Le tribunal du travail de Bruxelles a été amené à examiner une affaire de travail domestique chez un ancien diplomate et son épouse. Une travailleuse a en effet comparu par le biais de sa déléguée syndicale. Elle avait cité ses anciens employeurs, un couple marocain aujourd’hui divorcé, afin de les faire condamner à lui payer des dommages et intérêts équivalents aux arriérés de rémunération et à une somme de 2.500 euros ex aequo et bono à titre de dommages et intérêts pour la réparation du dommage occasionné suite à l’infraction de traite des êtres humains.

À l’époque des faits, l’époux était vice-consul auprès de l’ambassade du Maroc à Bruxelles. La travailleuse avait été contactée au Maroc via la sœur de l’épouse pour venir s’occuper des enfants du couple (dont l’un était autiste), moyennant l’annonce d’un salaire de 150 euros par mois. Elle avait reçu initialement un passeport spécial. Elle a vécu au sein de la famille où elle s’est occupée des enfants, du ménage, de la cuisine, des lessives et du repassage. Son employeur avait entamé en Belgique des démarches auprès du protocole belge afin de lui obtenir une carte spéciale de séjour, ce qui lui avait été refusé parce que les vice-consuls ne disposaient pas d’un tel privilège. La travailleuse avait ensuite introduit une demande d’autorisation de séjour qui lui avait été refusée (absence de circonstances exceptionnelles justifiant que la demande soit formée en Belgique). Elle a par la suite introduit une plainte à l’inspection sociale, dénonçant ses conditions de travail et demandant à bénéficier du statut de victime de la traite des êtres humains.

L’auditeur du travail avait informé l’Office des étrangers que son Office émettait un avis favorable à la reconnaissance du statut de victime de la traite des êtres humains à la travailleuse, étant entendu que le dossier avait été classé sans suite en raison de l’immunité diplomatique dont son employeur jouissait à ce moment et de l’impossibilité de le poursuivre pénalement.

Les employeurs invoquaient l’immunité de juridiction en tant qu’agent diplomatique et membre de la famille d’un diplomate, obligeant ainsi le tribunal à décliner sa juridiction.

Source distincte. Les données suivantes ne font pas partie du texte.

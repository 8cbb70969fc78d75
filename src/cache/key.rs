//! Cache key flattening and invalidation patterns.

use regex::Regex;
use std::fmt;

/// Delimiter between key segments in the flattened form.
pub const KEY_DELIMITER: &str = ":";

/// Trait for typed query keys that address entries in the result cache.
pub trait QueryKey {
  /// Key segments, most general first (e.g., `["reservations", "court", "3"]`).
  fn segments(&self) -> Vec<String>;

  /// Human-readable description for logs and listings.
  fn description(&self) -> String;

  /// Flattened string form used as the cache key.
  fn cache_key(&self) -> String {
    flatten(&self.segments())
  }
}

impl QueryKey for str {
  fn segments(&self) -> Vec<String> {
    self.split(KEY_DELIMITER).map(String::from).collect()
  }

  fn description(&self) -> String {
    self.to_string()
  }

  fn cache_key(&self) -> String {
    self.to_string()
  }
}

/// Join key segments with the key delimiter.
pub fn flatten<S: AsRef<str>>(segments: &[S]) -> String {
  segments
    .iter()
    .map(|s| s.as_ref())
    .collect::<Vec<_>>()
    .join(KEY_DELIMITER)
}

/// Predicate selecting which cached keys are stale.
///
/// Wraps a regular expression tested against flattened keys. An empty
/// pattern matches nothing.
#[derive(Clone)]
pub struct InvalidationPattern {
  regex: Option<Regex>,
}

impl InvalidationPattern {
  /// Compile a pattern. Leading/trailing whitespace is ignored.
  pub fn new(pattern: &str) -> Result<Self, regex::Error> {
    let pattern = pattern.trim();
    if pattern.is_empty() {
      return Ok(Self::none());
    }
    Ok(Self {
      regex: Some(Regex::new(pattern)?),
    })
  }

  /// A pattern matching exactly one key.
  pub fn exact(key: &str) -> Self {
    let regex = Regex::new(&format!("^{}$", regex::escape(key)))
      .expect("escaped literal is always a valid regex");
    Self { regex: Some(regex) }
  }

  /// A pattern that matches nothing.
  pub fn none() -> Self {
    Self { regex: None }
  }

  pub fn is_empty(&self) -> bool {
    self.regex.is_none()
  }

  pub fn matches(&self, key: &str) -> bool {
    self
      .regex
      .as_ref()
      .map(|re| re.is_match(key))
      .unwrap_or(false)
  }

  pub fn as_str(&self) -> &str {
    self.regex.as_ref().map(|re| re.as_str()).unwrap_or("")
  }
}

impl fmt::Debug for InvalidationPattern {
  fn fmt(&self, f: &mut fmt::Formatter<'_>) -> fmt::Result {
    f.debug_tuple("InvalidationPattern")
      .field(&self.as_str())
      .finish()
  }
}
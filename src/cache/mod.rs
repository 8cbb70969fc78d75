//! Generic result cache for the data-sync layer.
//!
//! This module provides a resource-agnostic caching mechanism that:
//! - Stores JSON values under flattened string keys with optional expiry
//! - Treats expired entries as absent on read
//! - Invalidates entries by regular expression over the flattened key
//! - Optionally mirrors entries into SQLite so they survive restarts

mod entry;
mod key;
mod storage;

pub use entry::{CacheEntry, ResultCache};
pub use key::{flatten, InvalidationPattern, QueryKey, KEY_DELIMITER};
pub use storage::{CacheStorage, NoopStorage, SqliteStorage};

Après un examen détaillé des Conventions de Vienne et des périodes au cours desquelles l’employeur (et son épouse) disposaient d’une immunité, le tribunal a rejeté le déclinatoire de juridiction. En effet, c’est au moment où le tribunal statue qu’il doit vérifier si les cours et tribunaux ont le pouvoir de connaître de la demande, et non au moment où la citation a été signifiée. Or, en l’espèce, les employeurs étaient rentrés au Maroc et l’époux ne disposait plus de la qualité de diplomate. Il ne pouvait donc faire valoir aucune immunité, pas plus que son (ex)- épouse.

Le tribunal a estimé que la traite des êtres humains était établie : alors que la travailleuse devait initialement s’occuper des enfants du couple, elle devait également faire le ménage, les courses, préparer les repas, faire les lessives et repasser le linge. Elle dormait dans la chambre des enfants. Elle recevait 150 euros par mois, ne disposait d’aucune couverture sociale, devait être disponible à tout moment. Il n’existait aucun horaire de travail et sa liberté de circuler était très limitée. Le tribunal a relevé à cet égard que la confiscation ou non du passeport de la travailleuse à son arrivée et l’interdiction ou non qui lui aurait été faite de sortir de l’appartement ne constituaient pas des circonstances nécessaires pour conclure à l’existence de l’infraction de traite des êtres humains. Le tribunal a ainsi estimé que la travailleuse avait bien été recrutée, hébergée et accueillie par les intéressés afin de la faire travailler dans des conditions contraires à la dignité humaine.

Le tribunal a déclaré la demande de dommages et intérêts pour traite des êtres humains recevable et fondée. Il a dès lors octroyé à la travailleuse le dommage moral demandé. Le tribunal a ordonné par ailleurs la réouverture des débats pour permettre à la travailleuse de calculer le montant des arriérés de rémunération auxquels elle peut prétendre sous forme de dommages et intérêts. Ceci en tenant compte des heures prestées telles que calculées par le tribunal et pour permettre à ses anciens employeurs de débattre des calculs ainsi effectués.

Appel a été interjeté par un des ex-employeurs.